*** Recorded data

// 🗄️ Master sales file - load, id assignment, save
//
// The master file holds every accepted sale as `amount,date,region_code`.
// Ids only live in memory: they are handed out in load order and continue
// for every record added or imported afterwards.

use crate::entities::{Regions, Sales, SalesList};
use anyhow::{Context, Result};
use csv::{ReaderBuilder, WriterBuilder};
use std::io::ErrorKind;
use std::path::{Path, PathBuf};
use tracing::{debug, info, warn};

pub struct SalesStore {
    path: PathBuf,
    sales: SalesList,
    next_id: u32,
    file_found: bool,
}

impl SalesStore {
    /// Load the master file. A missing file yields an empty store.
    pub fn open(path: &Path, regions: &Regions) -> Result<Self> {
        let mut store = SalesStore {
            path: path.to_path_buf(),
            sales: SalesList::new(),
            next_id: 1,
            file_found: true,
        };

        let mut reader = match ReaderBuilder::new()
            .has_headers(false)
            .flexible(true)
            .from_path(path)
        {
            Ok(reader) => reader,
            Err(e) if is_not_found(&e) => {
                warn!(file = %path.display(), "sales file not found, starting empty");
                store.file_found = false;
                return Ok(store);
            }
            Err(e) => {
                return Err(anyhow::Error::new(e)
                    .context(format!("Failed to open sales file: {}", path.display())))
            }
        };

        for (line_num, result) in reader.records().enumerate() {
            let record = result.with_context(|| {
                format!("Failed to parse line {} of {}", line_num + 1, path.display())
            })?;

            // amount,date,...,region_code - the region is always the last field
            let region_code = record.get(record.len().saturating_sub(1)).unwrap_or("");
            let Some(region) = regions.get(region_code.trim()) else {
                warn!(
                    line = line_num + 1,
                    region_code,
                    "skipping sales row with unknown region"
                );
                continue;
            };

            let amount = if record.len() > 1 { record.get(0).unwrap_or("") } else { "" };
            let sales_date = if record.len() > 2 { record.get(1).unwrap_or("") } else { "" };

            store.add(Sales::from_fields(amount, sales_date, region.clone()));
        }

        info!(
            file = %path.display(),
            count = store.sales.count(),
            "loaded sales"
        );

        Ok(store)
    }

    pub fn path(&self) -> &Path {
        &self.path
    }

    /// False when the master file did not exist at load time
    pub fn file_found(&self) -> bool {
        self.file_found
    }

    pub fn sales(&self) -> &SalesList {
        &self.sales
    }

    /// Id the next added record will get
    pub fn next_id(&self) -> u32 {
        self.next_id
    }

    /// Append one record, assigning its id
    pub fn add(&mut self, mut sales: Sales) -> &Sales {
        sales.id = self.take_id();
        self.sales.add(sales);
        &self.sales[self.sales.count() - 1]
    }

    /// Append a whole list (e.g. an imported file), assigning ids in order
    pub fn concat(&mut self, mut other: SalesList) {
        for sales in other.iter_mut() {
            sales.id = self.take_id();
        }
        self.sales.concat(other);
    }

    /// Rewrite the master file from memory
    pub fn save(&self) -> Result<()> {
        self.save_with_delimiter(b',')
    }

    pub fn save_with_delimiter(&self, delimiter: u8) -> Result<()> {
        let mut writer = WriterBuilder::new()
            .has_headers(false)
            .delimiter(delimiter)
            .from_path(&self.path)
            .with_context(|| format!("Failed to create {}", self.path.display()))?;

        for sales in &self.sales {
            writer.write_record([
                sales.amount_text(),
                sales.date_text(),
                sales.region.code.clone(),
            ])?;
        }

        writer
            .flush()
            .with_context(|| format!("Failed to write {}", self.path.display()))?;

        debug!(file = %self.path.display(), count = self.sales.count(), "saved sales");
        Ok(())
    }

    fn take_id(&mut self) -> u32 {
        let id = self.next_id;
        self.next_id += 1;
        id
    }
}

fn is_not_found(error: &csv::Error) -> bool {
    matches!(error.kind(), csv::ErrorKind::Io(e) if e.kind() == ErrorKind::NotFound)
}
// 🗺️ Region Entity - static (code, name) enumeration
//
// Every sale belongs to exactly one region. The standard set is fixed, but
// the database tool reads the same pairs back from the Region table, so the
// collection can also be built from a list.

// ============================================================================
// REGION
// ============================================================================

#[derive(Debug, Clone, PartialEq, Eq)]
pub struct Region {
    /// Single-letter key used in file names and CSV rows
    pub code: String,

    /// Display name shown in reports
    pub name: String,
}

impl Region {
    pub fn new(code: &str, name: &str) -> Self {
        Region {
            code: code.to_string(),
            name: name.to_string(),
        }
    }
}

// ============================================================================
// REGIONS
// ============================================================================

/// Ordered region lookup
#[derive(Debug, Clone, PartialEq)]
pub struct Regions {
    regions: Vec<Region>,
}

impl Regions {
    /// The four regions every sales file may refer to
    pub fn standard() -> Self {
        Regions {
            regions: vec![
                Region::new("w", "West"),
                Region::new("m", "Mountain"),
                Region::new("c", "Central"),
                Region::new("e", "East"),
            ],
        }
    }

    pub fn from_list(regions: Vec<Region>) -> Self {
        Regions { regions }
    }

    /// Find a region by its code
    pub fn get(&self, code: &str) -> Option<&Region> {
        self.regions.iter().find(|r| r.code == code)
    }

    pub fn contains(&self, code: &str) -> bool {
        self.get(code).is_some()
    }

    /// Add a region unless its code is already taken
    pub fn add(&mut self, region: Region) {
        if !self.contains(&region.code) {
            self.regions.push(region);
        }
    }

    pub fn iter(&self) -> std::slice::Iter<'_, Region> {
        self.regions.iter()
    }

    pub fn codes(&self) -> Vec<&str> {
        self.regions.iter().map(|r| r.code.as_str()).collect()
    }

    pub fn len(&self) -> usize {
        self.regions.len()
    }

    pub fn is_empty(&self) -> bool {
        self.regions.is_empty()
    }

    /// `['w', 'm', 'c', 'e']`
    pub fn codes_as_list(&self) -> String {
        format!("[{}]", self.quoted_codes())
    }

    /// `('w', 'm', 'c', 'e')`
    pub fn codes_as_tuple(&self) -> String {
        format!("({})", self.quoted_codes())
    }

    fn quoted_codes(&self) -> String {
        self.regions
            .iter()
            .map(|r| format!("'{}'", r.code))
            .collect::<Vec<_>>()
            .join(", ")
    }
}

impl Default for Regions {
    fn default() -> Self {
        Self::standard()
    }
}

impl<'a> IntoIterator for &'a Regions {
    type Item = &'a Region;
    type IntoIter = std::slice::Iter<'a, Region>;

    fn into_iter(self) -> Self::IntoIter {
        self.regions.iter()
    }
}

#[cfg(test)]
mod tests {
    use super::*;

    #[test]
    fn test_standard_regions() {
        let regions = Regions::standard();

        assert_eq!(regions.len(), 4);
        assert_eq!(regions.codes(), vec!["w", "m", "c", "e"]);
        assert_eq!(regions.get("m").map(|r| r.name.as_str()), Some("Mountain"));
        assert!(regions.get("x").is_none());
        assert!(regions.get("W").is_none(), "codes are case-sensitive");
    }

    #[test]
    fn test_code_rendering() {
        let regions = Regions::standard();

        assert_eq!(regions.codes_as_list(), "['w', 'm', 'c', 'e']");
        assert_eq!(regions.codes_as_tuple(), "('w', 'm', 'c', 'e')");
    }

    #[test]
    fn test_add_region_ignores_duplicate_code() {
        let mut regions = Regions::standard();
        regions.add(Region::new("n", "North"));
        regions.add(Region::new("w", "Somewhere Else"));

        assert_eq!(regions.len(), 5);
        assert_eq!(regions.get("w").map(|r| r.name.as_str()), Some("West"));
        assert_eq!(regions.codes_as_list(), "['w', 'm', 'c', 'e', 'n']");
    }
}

******

Task instructions
Word for word, retype all of the material.

Completed exercise
// 🗄️ Master sales file - load, id assignment, save
//
// The master file holds every accepted sale as `amount,date,region_code`.
// Ids only live in memory: they are handed out in load order and continue
// for every record added or imported afterwards.

use crate::entities::{Regions, Sales, SalesList};
use anyhow::{Context, Result};
use csv::{ReaderBuilder, WriterBuilder};
use std::io::ErrorKind;
use std::path::{Path, PathBuf};
use tracing::{debug, info, warn};

pub struct SalesStore {
    path: PathBuf,
    sales: SalesList,
    next_id: u32,
    file_found: bool,
}

impl SalesStore {
    /// Load the master file. A missing file yields an empty store.
    pub fn open(path: &Path, regions: &Regions) -> Result<Self> {
        let mut store = SalesStore {
            path: path.to_path_buf(),
            sales: SalesList::new(),
            next_id: 1,
            file_found: true,
        };

        let mut reader = match ReaderBuilder::new()
            .has_headers(false)
            .flexible(true)
            .from_path(path)
        {
            Ok(reader) => reader,
            Err(e) if is_not_found(&e) => {
                warn!(file = %path.display(), "sales file not found, starting empty");
                store.file_found = false;
                return Ok(store);
            }
            Err(e) => {
                return Err(anyhow::Error::new(e)
                    .context(format!("Failed to open sales file: {}", path.display())))
            }
        };

        for (line_num, result) in reader.records().enumerate() {
            let record = result.with_context(|| {
                format!("Failed to parse line {} of {}", line_num + 1, path.display())
            })?;

            // amount,date,...,region_code - the region is always the last field
            let region_code = record.get(record.len().saturating_sub(1)).unwrap_or("");
            let Some(region) = regions.get(region_code.trim()) else {
                warn!(
                    line = line_num + 1,
                    region_code,
                    "skipping sales row with unknown region"
                );
                continue;
            };

            let amount = if record.len() > 1 { record.get(0).unwrap_or("") } else { "" };
            let sales_date = if record.len() > 2 { record.get(1).unwrap_or("") } else { "" };

            store.add(Sales::from_fields(amount, sales_date, region.clone()));
        }

        info!(
            file = %path.display(),
            count = store.sales.count(),
            "loaded sales"
        );

        Ok(store)
    }

    pub fn path(&self) -> &Path {
        &self.path
    }

    /// False when the master file did not exist at load time
    pub fn file_found(&self) -> bool {
        self.file_found
    }

    pub fn sales(&self) -> &SalesList {
        &self.sales
    }

    /// Id the next added record will get
    pub fn next_id(&self) -> u32 {
        self.next_id
    }

    /// Append one record, assigning its id
    pub fn add(&mut self, mut sales: Sales) -> &Sales {
        sales.id = self.take_id();
        self.sales.add(sales);
        &self.sales[self.sales.count() - 1]
    }

    /// Append a whole list (e.g. an imported file), assigning ids in order
    pub fn concat(&mut self, mut other: SalesList) {
        for sales in other.iter_mut() {
            sales.id = self.take_id();
        }
        self.sales.concat(other);
    }

    /// Rewrite the master file from memory
    pub fn save(&self) -> Result<()> {
        self.save_with_delimiter(b',')
    }

    pub fn save_with_delimiter(&self, delimiter: u8) -> Result<()> {
        let mut writer = WriterBuilder::new()
            .has_headers(false)
            .delimiter(delimiter)
            .from_path(&self.path)
            .with_context(|| format!("Failed to create {}", self.path.display()))?;

        for sales in &self.sales {
            writer.write_record([
                sales.amount_text(),
                sales.date_text(),
                sales.region.code.clone(),
            ])?;
        }

        writer
            .flush()
            .with_context(|| format!("Failed to write {}", self.path.display()))?;

        debug!(file = %self.path.display(), count = self.sales.count(), "saved sales");
        Ok(())
    }

    fn take_id(&mut self) -> u32 {
        let id = self.next_id;
        self.next_id += 1;
        id
    }
}

fn is_not_found(error: &csv::Error) -> bool {
    matches!(error.kind(), csv::ErrorKind::Io(e) if e.kind() == ErrorKind::NotFound)
}
// 🗺️ Region Entity - static (code, name) enumeration
//
// Every sale belongs to exactly one region. The standard set is fixed, but
// the database tool reads the same pairs back from the Region table, so the
// collection can also be built from a list.

// ============================================================================
// REGION
// ============================================================================

#[derive(Debug, Clone, PartialEq, Eq)]
pub struct Region {
    /// Single-letter key used in file names and CSV rows
    pub code: String,

    /// Display name shown in reports
    pub name: String,
}

impl Region {
    pub fn new(code: &str, name: &str) -> Self {
        Region {
            code: code.to_string(),
            name: name.to_string(),
        }
    }
}

// ============================================================================
// REGIONS
// ============================================================================

/// Ordered region lookup
#[derive(Debug, Clone, PartialEq)]
pub struct Regions {
    regions: Vec<Region>,
}

impl Regions {
    /// The four regions every sales file may refer to
    pub fn standard() -> Self {
        Regions {
            regions: vec![
                Region::new("w", "West"),
                Region::new("m", "Mountain"),
                Region::new("c", "Central"),
                Region::new("e", "East"),
            ],
        }
    }

    pub fn from_list(regions: Vec<Region>) -> Self {
        Regions { regions }
    }

    /// Find a region by its code
    pub fn get(&self, code: &str) -> Option<&Region> {
        self.regions.iter().find(|r| r.code == code)
    }

    pub fn contains(&self, code: &str) -> bool {
        self.get(code).is_some()
    }

    /// Add a region unless its code is already taken
    pub fn add(&mut self, region: Region) {
        if !self.contains(&region.code) {
            self.regions.push(region);
        }
    }

    pub fn iter(&self) -> std::slice::Iter<'_, Region> {
        self.regions.iter()
    }

    pub fn codes(&self) -> Vec<&str> {
        self.regions.iter().map(|r| r.code.as_str()).collect()
    }

    pub fn len(&self) -> usize {
        self.regions.len()
    }

    pub fn is_empty(&self) -> bool {
        self.regions.is_empty()
    }

    /// `['w', 'm', 'c', 'e']`
    pub fn codes_as_list(&self) -> String {
        format!("[{}]", self.quoted_codes())
    }

    /// `('w', 'm', 'c', 'e')`
    pub fn codes_as_tuple(&self) -> String {
        format!("({})", self.quoted_codes())
    }

    fn quoted_codes(&self) -> String {
        self.regions
            .iter()
            .map(|r| format!("'{}'", r.code))
            .collect::<Vec<_>>()
            .join(", ")
    }
}

impl Default for Regions {
    fn default() -> Self {
        Self::standard()
    }
}

impl<'a> IntoIterator for &'a Regions {
    type Item = &'a Region;
    type IntoIter = std::slice::Iter<'a, Region>;

    fn into_iter(self) -> Self::IntoIter {
        self.regions.iter()
    }
}

#[cfg(test)]
mod tests {
    use super::*;

    #[test]
    fn test_standard_regions() {
        let regions = Regions::standard();

        assert_eq!(regions.len(), 4);
        assert_eq!(regions.codes(), vec!["w", "m", "c", "e"]);
        assert_eq!(regions.get("m").map(|r| r.name.as_str()), Some("Mountain"));
        assert!(regions.get("x").is_none());
        assert!(regions.get("W").is_none(), "codes are case-sensitive");
    }

    #[test]
    fn test_code_rendering() {
        let regions = Regions::standard();

        assert_eq!(regions.codes_as_list(), "['w', 'm', 'c', 'e']");
        assert_eq!(regions.codes_as_tuple(), "('w', 'm', 'c', 'e')");
    }

    #[test]
    fn test_add_region_ignores_duplicate_code() {
        let mut regions = Regions::standard();
        regions.add(Region::new("n", "North"));
        regions.add(Region::new("w", "Somewhere Else"));

        assert_eq!(regions.len(), 5);
        assert_eq!(regions.get("w").map(|r| r.name.as_str()), Some("West"));
        assert_eq!(regions.codes_as_list(), "['w', 'm', 'c', 'e', 'n']");
    }
}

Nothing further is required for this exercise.